Content starts
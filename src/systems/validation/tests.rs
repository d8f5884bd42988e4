use super::*;

fn msg(json: &str) -> MessageValue {
    MessageValue::from_json_str(json).unwrap()
}

fn parse(json: &str) -> Result<Command, CommandError> {
    parse_command(&msg(json))
}

#[test]
fn rejects_non_objects_and_bad_discriminants() {
    assert_eq!(parse("[1,2]"), Err(CommandError::NotAnObject("array")));
    assert_eq!(parse("42"), Err(CommandError::NotAnObject("number")));
    assert_eq!(parse("{}"), Err(CommandError::MissingType));
    assert_eq!(parse(r#"{"type":null}"#), Err(CommandError::MissingType));
    assert_eq!(parse(r#"{"type":7}"#), Err(CommandError::InvalidType("number")));
    assert_eq!(
        parse(r#"{"type":"TELEPORT"}"#),
        Err(CommandError::UnknownType("TELEPORT".to_string()))
    );
}

#[test]
fn unknown_type_error_carries_received_value() {
    let err = parse(r#"{"type":"teleport"}"#).unwrap_err();
    assert_eq!(err.message_type(), Some("teleport"));
    assert_eq!(err.to_string(), "unknown message type: teleport");
}

#[test]
fn unit_commands() {
    for (name, expected) in [
        ("PLAY", Command::Play),
        ("PAUSE", Command::Pause),
        ("STEP", Command::Step),
        ("CLEAR", Command::Clear),
        ("INPUT_END", Command::InputEnd),
        ("UNDO", Command::Undo),
        ("REDO", Command::Redo),
        ("CAPTURE_HISTORY", Command::CaptureHistory),
        ("SAVE_STATE", Command::SaveState),
        ("RESTORE_STATE", Command::RestoreState),
    ] {
        let parsed = parse(&format!(r#"{{"type":"{}"}}"#, name)).unwrap();
        assert_eq!(parsed.type_name(), name);
        assert_eq!(parsed, expected);
    }
}

#[test]
fn resize_clamps_dimensions() {
    assert_eq!(
        parse(r#"{"type":"RESIZE","width":0,"height":99999}"#),
        Ok(Command::Resize(Size { width: 1, height: 4096 }))
    );
    assert_eq!(
        parse(r#"{"type":"INIT","width":640.9,"height":-3}"#),
        Ok(Command::Init(Size { width: 640, height: 1 }))
    );
}

#[test]
fn viewport_has_its_own_ceiling() {
    assert_eq!(
        parse(r#"{"type":"SET_VIEWPORT","width":10000,"height":720}"#),
        Ok(Command::SetViewport(Size { width: 8192, height: 720 }))
    );
}

#[test]
fn missing_and_wrong_typed_fields_name_the_field() {
    let err = parse(r#"{"type":"RESIZE","width":100}"#).unwrap_err();
    assert_eq!(
        err,
        CommandError::MissingField { message_type: "RESIZE", field: "height" }
    );
    assert_eq!(err.field(), Some("height"));

    let err = parse(r#"{"type":"RESIZE","width":"100","height":100}"#).unwrap_err();
    assert_eq!(
        err,
        CommandError::InvalidField {
            message_type: "RESIZE",
            field: "width",
            problem: FieldProblem::Expected { expected: "number", found: "string" },
        }
    );
    assert_eq!(err.to_string(), "RESIZE: field `width` expected number, got string");
}

#[test]
fn non_finite_numbers_are_rejected() {
    let raw = MessageValue::object([
        ("type", MessageValue::from("TRANSFORM")),
        ("zoom", f64::NAN.into()),
        ("panX", 0.0.into()),
        ("panY", 0.0.into()),
    ]);
    assert_eq!(
        parse_command(&raw),
        Err(CommandError::InvalidField {
            message_type: "TRANSFORM",
            field: "zoom",
            problem: FieldProblem::NotFinite,
        })
    );
}

#[test]
fn transform_clamps_zoom_and_pan() {
    assert_eq!(
        parse(r#"{"type":"TRANSFORM","zoom":0,"panX":-5e9,"panY":12.5}"#),
        Ok(Command::Transform(CameraTransform { zoom: 0.05, pan_x: -1_000_000.0, pan_y: 12.5 }))
    );
    assert_eq!(
        parse(r#"{"type":"TRANSFORM","zoom":1000,"panX":0,"panY":2e7}"#),
        Ok(Command::Transform(CameraTransform { zoom: 50.0, pan_x: 0.0, pan_y: 1_000_000.0 }))
    );
}

#[test]
fn settings_are_partial_and_clamped() {
    assert_eq!(
        parse(r#"{"type":"SETTINGS"}"#),
        Ok(Command::Settings(SettingsUpdate::default()))
    );
    assert_eq!(
        parse(r#"{"type":"SETTINGS","gravity":{"x":-100,"y":9.8},"ambientTemperature":-500,"speed":20}"#),
        Ok(Command::Settings(SettingsUpdate {
            gravity: Some((-50.0, 9.8)),
            ambient_temperature: Some(-273.0),
            speed: Some(8.0),
        }))
    );
}

#[test]
fn settings_gravity_errors_use_dotted_names() {
    let err = parse(r#"{"type":"SETTINGS","gravity":{"x":1}}"#).unwrap_err();
    assert_eq!(err.field(), Some("gravity.y"));

    let err = parse(r#"{"type":"SETTINGS","gravity":3}"#).unwrap_err();
    assert_eq!(err.field(), Some("gravity"));
}

#[test]
fn input_parses_tool_and_shape() {
    let cmd = parse(
        r#"{"type":"INPUT","x":10.5,"y":20,"radius":900,"elementId":300,"tool":"brush","brushShape":"square"}"#,
    )
    .unwrap();
    assert_eq!(
        cmd,
        Command::Input(InputCommand {
            x: 10.5,
            y: 20.0,
            radius: 256,
            element_id: 255,
            tool: Tool::Brush,
            brush_shape: BrushShape::Square,
        })
    );

    let cmd = parse(r#"{"type":"INPUT","x":0,"y":0,"radius":3,"elementId":1,"tool":"eraser"}"#).unwrap();
    match cmd {
        Command::Input(input) => {
            assert_eq!(input.tool, Tool::Eraser);
            assert_eq!(input.brush_shape, BrushShape::Circle);
        }
        other => panic!("unexpected {:?}", other),
    }
}

#[test]
fn input_rejects_unknown_keywords() {
    let err = parse(r#"{"type":"INPUT","x":0,"y":0,"radius":3,"elementId":1,"tool":"laser"}"#).unwrap_err();
    assert_eq!(
        err,
        CommandError::InvalidField {
            message_type: "INPUT",
            field: "tool",
            problem: FieldProblem::UnknownVariant("laser".to_string()),
        }
    );
    let err = parse(
        r#"{"type":"INPUT","x":0,"y":0,"radius":3,"elementId":1,"tool":"brush","brushShape":"star"}"#,
    )
    .unwrap_err();
    assert_eq!(err.field(), Some("brushShape"));
}

#[test]
fn fill_and_pipette_clamp_coordinates() {
    assert_eq!(
        parse(r#"{"type":"FILL","x":-4,"y":5000,"elementId":3}"#),
        Ok(Command::Fill(FillCommand { x: 0, y: 4096, element_id: 3 }))
    );
    assert_eq!(
        parse(r#"{"type":"PIPETTE","x":12.9,"y":7}"#),
        Ok(Command::Pipette { x: 12, y: 7 })
    );
}

#[test]
fn rigid_body_size_ceiling() {
    assert_eq!(
        parse(r#"{"type":"SPAWN_RIGID_BODY","x":50,"y":60,"size":1000,"shape":"circle","elementId":4}"#),
        Ok(Command::SpawnRigidBody(RigidBodyCommand {
            x: 50.0,
            y: 60.0,
            size: 127,
            shape: RigidShape::Circle,
            element_id: 4,
        }))
    );
    let err = parse(r#"{"type":"SPAWN_RIGID_BODY","x":50,"y":60,"size":0,"shape":"blob","elementId":4}"#)
        .unwrap_err();
    assert_eq!(err.field(), Some("shape"));
}

#[test]
fn snapshot_messages() {
    assert_eq!(parse(r#"{"type":"SNAPSHOT","id":12}"#), Ok(Command::Snapshot { id: 12 }));

    let raw = MessageValue::object([
        ("type", MessageValue::from("LOAD_SNAPSHOT")),
        ("buffer", vec![1u8, 2, 3].into()),
    ]);
    assert_eq!(parse_command(&raw), Ok(Command::LoadSnapshot { buffer: vec![1, 2, 3] }));

    // JSON arrays are not byte buffers
    let err = parse(r#"{"type":"LOAD_SNAPSHOT","buffer":[1,2,3]}"#).unwrap_err();
    assert_eq!(
        err,
        CommandError::InvalidField {
            message_type: "LOAD_SNAPSHOT",
            field: "buffer",
            problem: FieldProblem::Expected { expected: "byte buffer", found: "array" },
        }
    );
}

#[test]
fn render_mode_and_content_bundle() {
    assert_eq!(
        parse(r#"{"type":"SET_RENDER_MODE","mode":"thermal"}"#),
        Ok(Command::SetRenderMode(RenderMode::Thermal))
    );
    assert_eq!(
        parse(r#"{"type":"LOAD_CONTENT_BUNDLE","json":"{}"}"#),
        Ok(Command::LoadContentBundle { json: "{}".to_string() })
    );
    assert_eq!(
        parse(r#"{"type":"LOAD_CONTENT_BUNDLE"}"#).unwrap_err().field(),
        Some("json")
    );
}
Content ends
▶ DIRECTIONS FOR THIS TASK: Which lines in the records above contain the string "parsed"? Copy them.

▶ THE COMPLETED TASK:
        let parsed = parse(&format!(r#"{{"type":"{}"}}"#, name)).unwrap();
        assert_eq!(parsed.type_name(), name);
        assert_eq!(parsed, expected);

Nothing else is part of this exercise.